* _Data listing_
╭──
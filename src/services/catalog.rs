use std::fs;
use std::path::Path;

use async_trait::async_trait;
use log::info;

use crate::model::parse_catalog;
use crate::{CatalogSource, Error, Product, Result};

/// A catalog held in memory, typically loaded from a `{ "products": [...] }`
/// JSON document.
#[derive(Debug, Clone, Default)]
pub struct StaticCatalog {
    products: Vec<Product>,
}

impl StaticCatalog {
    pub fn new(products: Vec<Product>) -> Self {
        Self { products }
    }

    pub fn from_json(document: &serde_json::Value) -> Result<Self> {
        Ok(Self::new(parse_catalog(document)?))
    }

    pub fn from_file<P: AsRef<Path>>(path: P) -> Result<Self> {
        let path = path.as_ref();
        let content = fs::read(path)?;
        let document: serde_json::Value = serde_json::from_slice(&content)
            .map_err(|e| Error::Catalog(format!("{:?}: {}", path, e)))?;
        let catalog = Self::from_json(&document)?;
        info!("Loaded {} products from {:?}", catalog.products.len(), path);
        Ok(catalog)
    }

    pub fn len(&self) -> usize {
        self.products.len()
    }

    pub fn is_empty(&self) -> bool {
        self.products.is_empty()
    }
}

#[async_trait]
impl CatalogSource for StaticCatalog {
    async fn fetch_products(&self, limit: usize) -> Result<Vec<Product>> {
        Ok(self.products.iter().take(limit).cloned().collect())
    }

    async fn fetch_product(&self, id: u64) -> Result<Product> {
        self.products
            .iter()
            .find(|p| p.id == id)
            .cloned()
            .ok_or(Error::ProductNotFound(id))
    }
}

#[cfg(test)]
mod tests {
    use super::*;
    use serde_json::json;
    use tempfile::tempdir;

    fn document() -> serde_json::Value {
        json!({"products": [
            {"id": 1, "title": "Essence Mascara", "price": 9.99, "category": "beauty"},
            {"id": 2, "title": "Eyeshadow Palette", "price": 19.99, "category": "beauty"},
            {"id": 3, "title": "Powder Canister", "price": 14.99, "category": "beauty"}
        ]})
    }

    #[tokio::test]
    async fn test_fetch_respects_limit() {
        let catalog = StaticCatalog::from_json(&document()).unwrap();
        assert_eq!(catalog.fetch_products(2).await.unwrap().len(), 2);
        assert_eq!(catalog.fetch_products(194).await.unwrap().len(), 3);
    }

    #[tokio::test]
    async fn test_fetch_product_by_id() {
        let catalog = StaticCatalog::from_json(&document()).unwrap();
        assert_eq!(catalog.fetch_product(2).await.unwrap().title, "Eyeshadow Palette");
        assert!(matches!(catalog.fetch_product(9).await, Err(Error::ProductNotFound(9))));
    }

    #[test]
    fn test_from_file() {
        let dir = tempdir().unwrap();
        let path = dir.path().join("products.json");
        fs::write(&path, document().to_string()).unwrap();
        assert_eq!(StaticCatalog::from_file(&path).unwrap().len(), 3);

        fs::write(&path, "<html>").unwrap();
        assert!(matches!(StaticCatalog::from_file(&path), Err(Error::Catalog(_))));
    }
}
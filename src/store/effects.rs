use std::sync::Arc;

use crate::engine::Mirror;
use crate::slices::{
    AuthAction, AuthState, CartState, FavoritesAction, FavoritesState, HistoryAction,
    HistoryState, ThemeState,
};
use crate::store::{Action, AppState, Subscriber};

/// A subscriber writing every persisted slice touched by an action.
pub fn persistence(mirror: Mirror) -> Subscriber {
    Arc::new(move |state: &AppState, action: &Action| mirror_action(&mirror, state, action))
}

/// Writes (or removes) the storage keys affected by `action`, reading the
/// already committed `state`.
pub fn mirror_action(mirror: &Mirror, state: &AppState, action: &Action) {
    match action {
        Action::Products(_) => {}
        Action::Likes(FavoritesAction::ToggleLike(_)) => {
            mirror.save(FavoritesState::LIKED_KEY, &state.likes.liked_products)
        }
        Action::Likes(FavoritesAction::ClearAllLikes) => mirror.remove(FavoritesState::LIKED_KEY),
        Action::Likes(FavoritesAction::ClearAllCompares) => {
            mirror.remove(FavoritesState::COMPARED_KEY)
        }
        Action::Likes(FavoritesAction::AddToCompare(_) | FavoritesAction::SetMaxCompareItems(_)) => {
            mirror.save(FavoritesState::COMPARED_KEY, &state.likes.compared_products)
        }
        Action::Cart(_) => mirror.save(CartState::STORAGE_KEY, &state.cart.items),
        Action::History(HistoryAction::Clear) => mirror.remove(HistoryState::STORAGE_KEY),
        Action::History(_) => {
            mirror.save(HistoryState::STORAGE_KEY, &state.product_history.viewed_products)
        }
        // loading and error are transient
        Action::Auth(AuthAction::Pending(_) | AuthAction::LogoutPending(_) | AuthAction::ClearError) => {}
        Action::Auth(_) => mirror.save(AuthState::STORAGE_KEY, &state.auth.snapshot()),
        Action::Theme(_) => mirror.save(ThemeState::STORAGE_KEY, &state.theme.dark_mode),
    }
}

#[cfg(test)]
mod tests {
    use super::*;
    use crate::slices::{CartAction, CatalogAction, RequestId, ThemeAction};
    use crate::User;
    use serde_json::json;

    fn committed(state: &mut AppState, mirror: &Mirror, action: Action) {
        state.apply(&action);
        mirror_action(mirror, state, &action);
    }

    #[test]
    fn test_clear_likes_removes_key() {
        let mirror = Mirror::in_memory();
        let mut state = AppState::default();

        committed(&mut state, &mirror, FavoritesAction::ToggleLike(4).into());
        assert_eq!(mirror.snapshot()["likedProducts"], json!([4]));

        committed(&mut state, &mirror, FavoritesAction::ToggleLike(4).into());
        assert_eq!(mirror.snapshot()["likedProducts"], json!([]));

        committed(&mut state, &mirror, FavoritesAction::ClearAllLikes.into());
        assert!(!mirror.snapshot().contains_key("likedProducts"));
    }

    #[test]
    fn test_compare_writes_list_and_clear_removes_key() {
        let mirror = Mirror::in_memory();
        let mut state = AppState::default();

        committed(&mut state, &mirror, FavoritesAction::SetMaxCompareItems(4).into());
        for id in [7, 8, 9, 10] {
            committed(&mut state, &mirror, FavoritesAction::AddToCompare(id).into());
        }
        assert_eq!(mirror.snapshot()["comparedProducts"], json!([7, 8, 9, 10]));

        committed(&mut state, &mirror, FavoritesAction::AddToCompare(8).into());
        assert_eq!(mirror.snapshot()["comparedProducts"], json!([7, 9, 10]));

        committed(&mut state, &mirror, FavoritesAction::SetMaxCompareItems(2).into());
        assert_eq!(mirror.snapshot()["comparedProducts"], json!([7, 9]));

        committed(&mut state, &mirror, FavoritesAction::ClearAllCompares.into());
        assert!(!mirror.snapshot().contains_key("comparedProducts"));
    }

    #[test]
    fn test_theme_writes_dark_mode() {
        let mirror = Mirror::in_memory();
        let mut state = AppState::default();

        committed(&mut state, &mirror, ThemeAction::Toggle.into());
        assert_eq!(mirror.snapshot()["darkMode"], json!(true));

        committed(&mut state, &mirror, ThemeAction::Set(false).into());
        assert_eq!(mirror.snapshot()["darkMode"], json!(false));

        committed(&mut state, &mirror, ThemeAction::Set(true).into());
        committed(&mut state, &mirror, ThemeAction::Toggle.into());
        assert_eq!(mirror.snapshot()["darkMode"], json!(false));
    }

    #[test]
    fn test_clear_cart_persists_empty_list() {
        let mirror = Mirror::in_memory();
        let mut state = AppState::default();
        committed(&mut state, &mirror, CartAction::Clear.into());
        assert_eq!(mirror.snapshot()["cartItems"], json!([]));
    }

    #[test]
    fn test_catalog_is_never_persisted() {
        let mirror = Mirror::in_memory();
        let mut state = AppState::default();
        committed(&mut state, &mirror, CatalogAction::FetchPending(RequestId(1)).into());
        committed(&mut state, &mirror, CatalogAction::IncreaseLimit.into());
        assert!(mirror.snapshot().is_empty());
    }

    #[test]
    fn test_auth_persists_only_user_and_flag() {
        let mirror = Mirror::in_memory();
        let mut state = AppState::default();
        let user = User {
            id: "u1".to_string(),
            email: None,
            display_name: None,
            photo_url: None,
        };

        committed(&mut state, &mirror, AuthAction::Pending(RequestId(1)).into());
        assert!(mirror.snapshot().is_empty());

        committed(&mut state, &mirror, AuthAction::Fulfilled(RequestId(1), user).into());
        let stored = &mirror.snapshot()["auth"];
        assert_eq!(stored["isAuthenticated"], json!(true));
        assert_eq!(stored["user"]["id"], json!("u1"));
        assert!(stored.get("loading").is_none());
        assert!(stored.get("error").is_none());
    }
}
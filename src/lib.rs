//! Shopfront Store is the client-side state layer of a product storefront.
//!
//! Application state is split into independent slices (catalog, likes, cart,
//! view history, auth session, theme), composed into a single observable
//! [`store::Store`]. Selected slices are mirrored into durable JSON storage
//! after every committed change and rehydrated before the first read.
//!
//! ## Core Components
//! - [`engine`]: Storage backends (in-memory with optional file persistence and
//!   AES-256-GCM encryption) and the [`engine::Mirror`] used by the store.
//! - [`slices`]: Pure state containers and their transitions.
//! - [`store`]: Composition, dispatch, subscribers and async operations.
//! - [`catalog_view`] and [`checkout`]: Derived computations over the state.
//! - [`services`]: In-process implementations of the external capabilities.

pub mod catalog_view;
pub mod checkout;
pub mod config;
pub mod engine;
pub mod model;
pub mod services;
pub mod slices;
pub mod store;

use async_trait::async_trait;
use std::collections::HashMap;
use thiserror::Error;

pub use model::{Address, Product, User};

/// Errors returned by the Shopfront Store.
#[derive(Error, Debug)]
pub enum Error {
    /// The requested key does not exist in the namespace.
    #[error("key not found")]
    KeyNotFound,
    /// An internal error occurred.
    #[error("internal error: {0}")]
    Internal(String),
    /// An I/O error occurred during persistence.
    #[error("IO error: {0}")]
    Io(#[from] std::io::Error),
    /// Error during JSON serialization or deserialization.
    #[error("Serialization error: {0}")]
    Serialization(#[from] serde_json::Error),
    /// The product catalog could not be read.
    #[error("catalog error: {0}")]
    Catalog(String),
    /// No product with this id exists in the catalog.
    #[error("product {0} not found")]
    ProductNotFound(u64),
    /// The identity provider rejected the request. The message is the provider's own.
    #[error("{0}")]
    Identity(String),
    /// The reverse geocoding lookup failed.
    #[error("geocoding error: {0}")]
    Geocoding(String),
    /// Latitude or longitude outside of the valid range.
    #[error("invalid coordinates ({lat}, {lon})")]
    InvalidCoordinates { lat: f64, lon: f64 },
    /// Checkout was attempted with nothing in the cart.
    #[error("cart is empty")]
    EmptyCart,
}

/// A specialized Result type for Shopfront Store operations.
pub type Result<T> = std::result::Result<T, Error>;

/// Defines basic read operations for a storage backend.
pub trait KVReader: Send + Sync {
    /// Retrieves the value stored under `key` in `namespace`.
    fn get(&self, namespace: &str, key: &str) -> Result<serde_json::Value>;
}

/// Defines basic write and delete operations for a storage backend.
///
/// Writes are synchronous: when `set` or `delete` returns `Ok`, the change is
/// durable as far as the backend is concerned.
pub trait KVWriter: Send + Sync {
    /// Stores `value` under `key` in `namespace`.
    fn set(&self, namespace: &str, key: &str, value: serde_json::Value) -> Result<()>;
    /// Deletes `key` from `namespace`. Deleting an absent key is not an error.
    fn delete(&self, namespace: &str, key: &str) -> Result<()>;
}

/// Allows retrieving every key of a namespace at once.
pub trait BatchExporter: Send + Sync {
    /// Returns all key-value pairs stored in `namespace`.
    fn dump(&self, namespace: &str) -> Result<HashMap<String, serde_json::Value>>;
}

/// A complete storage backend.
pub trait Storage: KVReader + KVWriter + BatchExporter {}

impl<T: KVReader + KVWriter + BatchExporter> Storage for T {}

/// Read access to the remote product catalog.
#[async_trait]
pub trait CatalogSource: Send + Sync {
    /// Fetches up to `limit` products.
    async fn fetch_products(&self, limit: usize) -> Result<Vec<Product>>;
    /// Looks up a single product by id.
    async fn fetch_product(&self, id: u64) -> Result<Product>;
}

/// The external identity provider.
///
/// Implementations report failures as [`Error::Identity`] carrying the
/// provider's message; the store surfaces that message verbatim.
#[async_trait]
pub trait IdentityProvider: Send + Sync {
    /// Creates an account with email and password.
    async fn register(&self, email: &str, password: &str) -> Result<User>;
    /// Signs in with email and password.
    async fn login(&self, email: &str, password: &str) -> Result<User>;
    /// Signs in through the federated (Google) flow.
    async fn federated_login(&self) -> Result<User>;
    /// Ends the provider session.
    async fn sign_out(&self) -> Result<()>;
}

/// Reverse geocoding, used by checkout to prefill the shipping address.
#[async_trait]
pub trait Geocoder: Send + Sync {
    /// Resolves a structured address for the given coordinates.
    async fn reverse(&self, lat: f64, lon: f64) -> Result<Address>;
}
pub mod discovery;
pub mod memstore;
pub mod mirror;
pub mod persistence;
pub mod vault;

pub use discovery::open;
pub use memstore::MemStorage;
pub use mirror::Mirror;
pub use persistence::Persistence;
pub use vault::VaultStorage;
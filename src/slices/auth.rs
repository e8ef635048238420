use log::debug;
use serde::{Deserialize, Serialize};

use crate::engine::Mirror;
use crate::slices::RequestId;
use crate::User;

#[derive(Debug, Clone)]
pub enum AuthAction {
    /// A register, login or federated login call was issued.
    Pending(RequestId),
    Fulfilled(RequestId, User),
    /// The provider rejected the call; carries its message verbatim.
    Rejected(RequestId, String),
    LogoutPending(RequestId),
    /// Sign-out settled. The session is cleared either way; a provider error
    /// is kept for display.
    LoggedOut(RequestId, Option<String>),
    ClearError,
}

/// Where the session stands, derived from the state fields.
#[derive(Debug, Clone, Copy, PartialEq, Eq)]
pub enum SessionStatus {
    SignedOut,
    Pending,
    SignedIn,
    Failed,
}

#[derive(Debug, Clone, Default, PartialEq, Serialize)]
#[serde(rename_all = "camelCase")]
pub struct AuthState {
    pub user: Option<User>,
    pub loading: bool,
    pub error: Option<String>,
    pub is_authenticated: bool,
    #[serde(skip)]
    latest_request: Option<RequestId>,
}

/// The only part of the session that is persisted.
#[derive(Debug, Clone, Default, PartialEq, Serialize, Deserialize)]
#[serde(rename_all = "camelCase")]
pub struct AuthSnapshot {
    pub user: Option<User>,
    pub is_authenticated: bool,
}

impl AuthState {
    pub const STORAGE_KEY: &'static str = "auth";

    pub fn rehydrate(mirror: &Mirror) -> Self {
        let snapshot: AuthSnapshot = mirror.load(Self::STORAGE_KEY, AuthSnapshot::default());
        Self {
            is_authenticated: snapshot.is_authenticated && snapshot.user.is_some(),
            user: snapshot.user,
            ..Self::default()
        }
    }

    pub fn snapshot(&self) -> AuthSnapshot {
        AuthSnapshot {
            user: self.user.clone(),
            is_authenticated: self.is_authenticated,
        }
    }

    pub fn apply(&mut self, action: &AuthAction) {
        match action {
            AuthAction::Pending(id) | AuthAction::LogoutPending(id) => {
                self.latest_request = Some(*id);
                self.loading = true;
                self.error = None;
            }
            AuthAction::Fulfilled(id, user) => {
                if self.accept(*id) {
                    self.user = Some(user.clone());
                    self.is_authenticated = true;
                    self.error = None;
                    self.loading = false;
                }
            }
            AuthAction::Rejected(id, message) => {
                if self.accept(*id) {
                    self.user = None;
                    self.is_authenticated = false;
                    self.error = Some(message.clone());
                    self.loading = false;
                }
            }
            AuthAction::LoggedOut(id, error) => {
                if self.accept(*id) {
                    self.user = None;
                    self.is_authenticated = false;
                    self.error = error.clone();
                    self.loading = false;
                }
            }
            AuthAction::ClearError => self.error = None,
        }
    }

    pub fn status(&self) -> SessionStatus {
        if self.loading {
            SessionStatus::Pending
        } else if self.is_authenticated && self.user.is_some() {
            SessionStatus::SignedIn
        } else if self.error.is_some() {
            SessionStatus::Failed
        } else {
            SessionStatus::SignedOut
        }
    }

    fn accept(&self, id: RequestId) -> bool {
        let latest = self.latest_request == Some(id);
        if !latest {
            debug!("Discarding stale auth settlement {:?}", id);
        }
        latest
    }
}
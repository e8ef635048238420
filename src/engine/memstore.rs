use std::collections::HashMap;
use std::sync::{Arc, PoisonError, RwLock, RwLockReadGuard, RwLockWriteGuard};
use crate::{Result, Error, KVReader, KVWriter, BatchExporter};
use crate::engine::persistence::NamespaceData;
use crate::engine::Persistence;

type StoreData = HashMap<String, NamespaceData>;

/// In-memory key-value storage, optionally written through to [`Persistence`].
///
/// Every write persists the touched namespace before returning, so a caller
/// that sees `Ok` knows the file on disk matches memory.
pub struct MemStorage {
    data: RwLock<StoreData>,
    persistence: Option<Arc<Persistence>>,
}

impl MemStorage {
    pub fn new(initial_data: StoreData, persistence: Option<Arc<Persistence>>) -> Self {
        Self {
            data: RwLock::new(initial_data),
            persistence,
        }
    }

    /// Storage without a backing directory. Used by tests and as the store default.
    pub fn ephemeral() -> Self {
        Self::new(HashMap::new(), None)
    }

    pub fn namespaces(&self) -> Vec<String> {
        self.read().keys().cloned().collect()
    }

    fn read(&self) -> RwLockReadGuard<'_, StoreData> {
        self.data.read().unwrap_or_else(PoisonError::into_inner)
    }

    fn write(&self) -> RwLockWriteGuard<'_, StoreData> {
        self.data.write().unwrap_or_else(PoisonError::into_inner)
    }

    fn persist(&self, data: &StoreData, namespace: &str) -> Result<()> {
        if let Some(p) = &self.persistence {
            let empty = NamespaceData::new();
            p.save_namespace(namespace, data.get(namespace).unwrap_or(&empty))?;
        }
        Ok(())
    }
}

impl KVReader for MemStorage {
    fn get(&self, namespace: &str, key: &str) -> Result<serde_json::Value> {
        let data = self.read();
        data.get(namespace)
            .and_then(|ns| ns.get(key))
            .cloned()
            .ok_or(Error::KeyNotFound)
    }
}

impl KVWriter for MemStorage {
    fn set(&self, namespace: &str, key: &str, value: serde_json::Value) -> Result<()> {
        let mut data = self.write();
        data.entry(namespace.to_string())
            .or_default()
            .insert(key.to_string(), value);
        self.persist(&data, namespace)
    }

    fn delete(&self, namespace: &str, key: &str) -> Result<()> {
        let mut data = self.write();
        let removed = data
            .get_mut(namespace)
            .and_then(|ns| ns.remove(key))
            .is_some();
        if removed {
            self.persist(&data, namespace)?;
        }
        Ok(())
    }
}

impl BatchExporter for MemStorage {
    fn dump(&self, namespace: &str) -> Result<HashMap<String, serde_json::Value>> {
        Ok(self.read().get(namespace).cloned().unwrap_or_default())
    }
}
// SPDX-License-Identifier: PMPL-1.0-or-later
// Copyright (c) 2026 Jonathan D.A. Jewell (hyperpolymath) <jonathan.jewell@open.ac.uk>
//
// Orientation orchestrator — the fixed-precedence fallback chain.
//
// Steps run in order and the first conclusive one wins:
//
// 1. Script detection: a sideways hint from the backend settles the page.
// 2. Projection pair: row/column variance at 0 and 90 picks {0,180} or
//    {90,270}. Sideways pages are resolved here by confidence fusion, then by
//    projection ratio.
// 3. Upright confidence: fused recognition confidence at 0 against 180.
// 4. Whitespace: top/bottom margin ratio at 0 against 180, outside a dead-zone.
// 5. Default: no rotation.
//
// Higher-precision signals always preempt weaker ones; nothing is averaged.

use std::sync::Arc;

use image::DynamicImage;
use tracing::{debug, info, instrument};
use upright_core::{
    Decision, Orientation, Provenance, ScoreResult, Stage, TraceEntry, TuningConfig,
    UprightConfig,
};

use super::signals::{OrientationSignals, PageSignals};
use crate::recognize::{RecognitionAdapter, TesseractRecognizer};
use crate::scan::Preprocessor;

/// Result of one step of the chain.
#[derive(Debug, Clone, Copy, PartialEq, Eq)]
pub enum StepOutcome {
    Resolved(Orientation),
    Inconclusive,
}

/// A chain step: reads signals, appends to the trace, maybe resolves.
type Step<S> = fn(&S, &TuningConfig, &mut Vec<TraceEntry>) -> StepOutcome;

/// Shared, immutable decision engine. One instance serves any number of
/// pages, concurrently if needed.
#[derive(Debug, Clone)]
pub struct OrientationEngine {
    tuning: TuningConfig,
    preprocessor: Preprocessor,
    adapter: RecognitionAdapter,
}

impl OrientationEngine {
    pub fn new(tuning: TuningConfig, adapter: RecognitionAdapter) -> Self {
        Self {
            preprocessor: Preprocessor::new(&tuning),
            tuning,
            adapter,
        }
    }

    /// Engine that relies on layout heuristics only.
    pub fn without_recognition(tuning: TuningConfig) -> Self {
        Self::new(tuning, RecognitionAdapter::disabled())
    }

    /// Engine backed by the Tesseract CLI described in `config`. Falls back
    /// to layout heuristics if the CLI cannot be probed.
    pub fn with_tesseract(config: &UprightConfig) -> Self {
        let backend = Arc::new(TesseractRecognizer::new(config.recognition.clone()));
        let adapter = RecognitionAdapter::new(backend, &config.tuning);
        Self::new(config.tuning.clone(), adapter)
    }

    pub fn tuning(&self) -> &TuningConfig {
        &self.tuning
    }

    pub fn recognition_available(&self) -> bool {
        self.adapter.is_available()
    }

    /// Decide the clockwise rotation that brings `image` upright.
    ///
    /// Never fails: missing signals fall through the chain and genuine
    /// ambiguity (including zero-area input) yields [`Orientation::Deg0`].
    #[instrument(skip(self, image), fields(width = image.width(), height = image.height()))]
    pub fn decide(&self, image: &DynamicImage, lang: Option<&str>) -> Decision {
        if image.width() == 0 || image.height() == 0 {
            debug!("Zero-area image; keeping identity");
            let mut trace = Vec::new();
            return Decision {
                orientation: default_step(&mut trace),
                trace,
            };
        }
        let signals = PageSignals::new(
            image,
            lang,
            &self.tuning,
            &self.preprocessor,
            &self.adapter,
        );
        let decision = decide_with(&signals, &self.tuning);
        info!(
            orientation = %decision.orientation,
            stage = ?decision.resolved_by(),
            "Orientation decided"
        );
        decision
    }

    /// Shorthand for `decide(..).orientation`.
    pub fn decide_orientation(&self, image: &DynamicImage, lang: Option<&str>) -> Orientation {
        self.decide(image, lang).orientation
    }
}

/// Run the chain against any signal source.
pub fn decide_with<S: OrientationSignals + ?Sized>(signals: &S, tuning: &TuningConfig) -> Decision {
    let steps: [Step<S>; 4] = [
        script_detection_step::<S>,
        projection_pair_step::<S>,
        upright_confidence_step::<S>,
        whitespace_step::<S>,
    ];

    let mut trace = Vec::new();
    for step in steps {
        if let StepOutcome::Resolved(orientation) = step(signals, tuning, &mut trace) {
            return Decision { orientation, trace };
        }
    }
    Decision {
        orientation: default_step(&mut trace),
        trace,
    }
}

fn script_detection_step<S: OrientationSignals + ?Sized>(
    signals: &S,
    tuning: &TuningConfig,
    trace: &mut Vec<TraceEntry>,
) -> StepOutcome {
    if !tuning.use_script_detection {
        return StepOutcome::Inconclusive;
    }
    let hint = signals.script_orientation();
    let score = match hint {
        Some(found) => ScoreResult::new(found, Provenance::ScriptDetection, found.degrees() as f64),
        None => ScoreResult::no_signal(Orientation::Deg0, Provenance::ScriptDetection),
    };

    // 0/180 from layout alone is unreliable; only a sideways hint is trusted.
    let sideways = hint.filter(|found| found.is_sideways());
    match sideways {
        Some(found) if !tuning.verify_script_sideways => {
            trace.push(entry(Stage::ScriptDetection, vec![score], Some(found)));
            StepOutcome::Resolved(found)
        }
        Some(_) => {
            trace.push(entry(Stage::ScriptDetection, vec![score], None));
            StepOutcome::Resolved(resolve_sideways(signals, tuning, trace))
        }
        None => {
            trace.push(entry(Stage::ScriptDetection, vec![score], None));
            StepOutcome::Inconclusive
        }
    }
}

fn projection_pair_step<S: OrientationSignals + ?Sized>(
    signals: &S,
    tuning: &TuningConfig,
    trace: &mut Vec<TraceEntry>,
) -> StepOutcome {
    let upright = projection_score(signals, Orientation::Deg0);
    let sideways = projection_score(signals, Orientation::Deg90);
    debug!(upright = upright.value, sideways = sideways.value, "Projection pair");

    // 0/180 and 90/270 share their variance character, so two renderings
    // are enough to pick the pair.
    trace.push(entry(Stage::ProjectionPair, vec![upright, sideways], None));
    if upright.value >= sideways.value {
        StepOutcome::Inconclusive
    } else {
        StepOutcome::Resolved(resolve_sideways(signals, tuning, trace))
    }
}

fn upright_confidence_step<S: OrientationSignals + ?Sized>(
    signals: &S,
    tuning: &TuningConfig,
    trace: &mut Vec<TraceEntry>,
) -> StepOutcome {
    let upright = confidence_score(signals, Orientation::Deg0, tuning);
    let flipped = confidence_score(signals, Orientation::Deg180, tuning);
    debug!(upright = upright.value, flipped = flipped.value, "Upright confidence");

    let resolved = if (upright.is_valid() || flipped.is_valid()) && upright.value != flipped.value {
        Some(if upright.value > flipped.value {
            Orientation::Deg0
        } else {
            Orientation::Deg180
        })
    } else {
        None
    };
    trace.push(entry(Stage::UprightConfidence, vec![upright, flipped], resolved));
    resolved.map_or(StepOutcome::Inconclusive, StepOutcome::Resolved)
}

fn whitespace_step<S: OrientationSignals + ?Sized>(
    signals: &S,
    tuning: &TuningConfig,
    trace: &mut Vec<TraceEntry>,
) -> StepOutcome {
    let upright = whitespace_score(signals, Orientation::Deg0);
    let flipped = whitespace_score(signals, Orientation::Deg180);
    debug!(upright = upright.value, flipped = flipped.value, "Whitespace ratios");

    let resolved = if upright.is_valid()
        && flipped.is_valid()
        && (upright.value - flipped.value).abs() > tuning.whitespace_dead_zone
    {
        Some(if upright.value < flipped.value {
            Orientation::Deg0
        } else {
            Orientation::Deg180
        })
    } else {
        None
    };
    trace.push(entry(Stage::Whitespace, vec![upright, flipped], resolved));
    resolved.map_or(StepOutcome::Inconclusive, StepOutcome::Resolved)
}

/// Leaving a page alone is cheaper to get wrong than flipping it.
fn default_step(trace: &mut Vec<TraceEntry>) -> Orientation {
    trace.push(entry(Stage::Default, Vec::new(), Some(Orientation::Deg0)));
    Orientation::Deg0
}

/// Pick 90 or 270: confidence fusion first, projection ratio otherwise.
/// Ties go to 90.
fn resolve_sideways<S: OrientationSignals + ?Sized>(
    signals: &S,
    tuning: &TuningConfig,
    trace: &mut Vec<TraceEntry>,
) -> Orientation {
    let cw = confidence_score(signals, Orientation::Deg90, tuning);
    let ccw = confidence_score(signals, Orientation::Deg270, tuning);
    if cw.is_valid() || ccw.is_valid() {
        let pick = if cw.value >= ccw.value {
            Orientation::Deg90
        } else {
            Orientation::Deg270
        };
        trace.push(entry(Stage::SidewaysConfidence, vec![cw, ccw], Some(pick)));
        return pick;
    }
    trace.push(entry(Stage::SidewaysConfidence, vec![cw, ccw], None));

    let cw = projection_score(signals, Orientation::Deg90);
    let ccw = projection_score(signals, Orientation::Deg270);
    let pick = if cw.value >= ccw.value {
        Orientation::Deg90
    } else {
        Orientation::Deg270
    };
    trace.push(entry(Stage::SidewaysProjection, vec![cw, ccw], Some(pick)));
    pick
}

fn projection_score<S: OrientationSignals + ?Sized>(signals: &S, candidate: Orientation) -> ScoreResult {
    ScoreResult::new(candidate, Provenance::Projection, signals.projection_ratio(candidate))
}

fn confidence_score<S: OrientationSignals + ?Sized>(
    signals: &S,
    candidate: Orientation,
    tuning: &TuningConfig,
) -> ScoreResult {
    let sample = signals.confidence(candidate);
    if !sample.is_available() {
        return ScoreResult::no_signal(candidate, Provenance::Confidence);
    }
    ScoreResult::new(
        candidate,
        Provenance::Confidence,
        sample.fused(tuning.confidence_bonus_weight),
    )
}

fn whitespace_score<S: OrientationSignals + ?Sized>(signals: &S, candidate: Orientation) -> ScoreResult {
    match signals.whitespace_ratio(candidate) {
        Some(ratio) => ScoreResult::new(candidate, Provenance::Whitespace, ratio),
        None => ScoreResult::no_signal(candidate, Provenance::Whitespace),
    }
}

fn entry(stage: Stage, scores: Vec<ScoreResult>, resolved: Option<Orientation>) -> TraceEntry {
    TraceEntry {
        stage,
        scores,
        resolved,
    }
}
╰──
* _How to complete this task_
Begin at the first line of the records above and quote every line verbatim through the one that contains "pub fn from_json(document: &serde_json::Value)".

* _Solution below_
filename src/services/catalog.rs
use std::fs;
use std::path::Path;

use async_trait::async_trait;
use log::info;

use crate::model::parse_catalog;
use crate::{CatalogSource, Error, Product, Result};

/// A catalog held in memory, typically loaded from a `{ "products": [...] }`
/// JSON document.
#[derive(Debug, Clone, Default)]
pub struct StaticCatalog {
    products: Vec<Product>,
}

impl StaticCatalog {
    pub fn new(products: Vec<Product>) -> Self {
        Self { products }
    }

    pub fn from_json(document: &serde_json::Value) -> Result<Self> {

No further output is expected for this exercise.